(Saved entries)
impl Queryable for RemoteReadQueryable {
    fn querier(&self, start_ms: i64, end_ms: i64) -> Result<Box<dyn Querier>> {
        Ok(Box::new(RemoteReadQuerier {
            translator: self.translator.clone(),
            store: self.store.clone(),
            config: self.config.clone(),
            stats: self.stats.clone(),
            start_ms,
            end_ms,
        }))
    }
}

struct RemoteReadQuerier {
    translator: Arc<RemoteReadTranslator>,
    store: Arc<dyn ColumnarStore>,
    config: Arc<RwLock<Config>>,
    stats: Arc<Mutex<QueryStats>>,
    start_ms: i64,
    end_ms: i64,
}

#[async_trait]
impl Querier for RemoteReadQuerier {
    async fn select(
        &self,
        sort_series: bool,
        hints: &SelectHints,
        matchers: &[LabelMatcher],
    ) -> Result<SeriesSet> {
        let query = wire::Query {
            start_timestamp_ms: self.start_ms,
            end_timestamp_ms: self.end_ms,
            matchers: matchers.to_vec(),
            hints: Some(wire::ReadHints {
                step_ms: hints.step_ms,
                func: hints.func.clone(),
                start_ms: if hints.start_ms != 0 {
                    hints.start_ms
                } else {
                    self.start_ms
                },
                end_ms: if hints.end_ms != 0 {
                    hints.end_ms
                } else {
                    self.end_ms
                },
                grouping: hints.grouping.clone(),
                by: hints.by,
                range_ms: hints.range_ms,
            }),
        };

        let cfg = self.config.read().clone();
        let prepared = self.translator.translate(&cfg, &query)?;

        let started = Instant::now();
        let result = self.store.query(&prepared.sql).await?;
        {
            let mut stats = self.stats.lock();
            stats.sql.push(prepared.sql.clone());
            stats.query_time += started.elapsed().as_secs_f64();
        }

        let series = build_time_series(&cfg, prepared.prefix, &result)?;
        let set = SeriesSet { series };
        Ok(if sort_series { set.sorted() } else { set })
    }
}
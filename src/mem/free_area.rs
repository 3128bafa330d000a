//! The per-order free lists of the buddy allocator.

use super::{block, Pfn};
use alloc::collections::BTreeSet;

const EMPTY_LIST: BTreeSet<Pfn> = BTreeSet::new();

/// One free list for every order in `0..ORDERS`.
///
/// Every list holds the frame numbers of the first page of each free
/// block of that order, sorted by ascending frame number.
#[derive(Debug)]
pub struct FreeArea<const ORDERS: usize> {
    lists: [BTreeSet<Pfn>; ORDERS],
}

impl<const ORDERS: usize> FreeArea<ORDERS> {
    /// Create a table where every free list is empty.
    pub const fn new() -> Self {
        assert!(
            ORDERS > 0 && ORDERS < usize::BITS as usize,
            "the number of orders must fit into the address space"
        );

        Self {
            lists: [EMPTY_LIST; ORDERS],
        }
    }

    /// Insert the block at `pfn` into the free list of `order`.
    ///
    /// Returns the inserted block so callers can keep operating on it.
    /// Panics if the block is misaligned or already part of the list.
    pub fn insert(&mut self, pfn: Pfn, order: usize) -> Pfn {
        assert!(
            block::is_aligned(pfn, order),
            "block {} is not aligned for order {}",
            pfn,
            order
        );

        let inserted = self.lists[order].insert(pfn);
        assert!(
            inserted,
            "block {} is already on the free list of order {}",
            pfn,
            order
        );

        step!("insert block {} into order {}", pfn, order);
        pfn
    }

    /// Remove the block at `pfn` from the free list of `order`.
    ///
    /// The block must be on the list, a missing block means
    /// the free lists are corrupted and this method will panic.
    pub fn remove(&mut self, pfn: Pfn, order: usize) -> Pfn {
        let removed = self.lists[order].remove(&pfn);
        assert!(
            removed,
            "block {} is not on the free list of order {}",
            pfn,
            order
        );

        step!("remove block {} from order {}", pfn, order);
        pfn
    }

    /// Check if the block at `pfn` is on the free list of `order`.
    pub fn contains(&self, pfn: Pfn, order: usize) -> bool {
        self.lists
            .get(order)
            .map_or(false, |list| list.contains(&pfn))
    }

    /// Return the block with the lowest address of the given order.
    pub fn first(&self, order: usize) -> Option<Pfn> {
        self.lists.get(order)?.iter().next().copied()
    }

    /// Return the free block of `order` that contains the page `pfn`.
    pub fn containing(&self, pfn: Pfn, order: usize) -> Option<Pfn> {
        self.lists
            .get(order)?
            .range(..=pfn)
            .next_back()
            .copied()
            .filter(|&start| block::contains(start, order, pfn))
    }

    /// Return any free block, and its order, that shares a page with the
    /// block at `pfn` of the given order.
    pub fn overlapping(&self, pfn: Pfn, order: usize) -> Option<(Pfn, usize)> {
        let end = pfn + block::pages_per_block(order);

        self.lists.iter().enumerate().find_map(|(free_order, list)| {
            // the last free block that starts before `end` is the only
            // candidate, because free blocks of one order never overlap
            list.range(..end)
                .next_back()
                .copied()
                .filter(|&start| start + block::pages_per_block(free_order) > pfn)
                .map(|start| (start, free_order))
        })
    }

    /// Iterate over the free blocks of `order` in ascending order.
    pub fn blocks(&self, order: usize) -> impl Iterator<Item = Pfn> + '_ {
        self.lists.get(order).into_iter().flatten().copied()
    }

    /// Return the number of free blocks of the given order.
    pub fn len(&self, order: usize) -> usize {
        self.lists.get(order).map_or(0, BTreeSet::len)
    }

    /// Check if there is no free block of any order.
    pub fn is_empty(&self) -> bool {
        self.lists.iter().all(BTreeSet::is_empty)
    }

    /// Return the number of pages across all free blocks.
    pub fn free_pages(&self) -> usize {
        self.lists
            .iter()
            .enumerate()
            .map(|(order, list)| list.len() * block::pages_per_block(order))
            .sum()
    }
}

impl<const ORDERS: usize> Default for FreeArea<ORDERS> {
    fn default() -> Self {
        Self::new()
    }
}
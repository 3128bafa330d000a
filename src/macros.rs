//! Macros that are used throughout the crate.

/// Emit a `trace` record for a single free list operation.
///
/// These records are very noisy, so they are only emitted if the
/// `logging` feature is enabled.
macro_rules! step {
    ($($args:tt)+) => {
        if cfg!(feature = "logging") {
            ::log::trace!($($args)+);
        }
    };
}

...

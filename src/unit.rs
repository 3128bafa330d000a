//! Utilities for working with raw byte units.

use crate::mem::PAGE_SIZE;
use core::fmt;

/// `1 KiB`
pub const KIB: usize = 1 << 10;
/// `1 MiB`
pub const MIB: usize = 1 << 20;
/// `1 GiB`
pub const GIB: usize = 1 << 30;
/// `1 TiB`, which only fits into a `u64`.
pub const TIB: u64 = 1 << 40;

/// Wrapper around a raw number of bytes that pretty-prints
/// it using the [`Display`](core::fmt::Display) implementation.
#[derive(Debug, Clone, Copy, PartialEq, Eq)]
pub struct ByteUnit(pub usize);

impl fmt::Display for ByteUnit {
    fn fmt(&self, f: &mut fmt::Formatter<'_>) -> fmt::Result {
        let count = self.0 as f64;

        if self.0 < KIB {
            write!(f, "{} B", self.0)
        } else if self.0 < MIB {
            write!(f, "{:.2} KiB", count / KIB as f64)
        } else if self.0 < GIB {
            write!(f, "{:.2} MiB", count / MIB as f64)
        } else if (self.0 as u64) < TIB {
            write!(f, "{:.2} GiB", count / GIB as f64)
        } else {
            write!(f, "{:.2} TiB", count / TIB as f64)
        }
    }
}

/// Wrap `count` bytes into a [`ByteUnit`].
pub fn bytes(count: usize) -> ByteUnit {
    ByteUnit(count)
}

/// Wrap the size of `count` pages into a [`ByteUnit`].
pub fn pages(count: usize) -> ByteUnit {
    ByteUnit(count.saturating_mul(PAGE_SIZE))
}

**Task to carry out**
Search the records above for the string "sorted". Report each line that has it.

**Completed task**
        Ok(if sort_series { set.sorted() } else { set })
/// block of that order, sorted by ascending frame number.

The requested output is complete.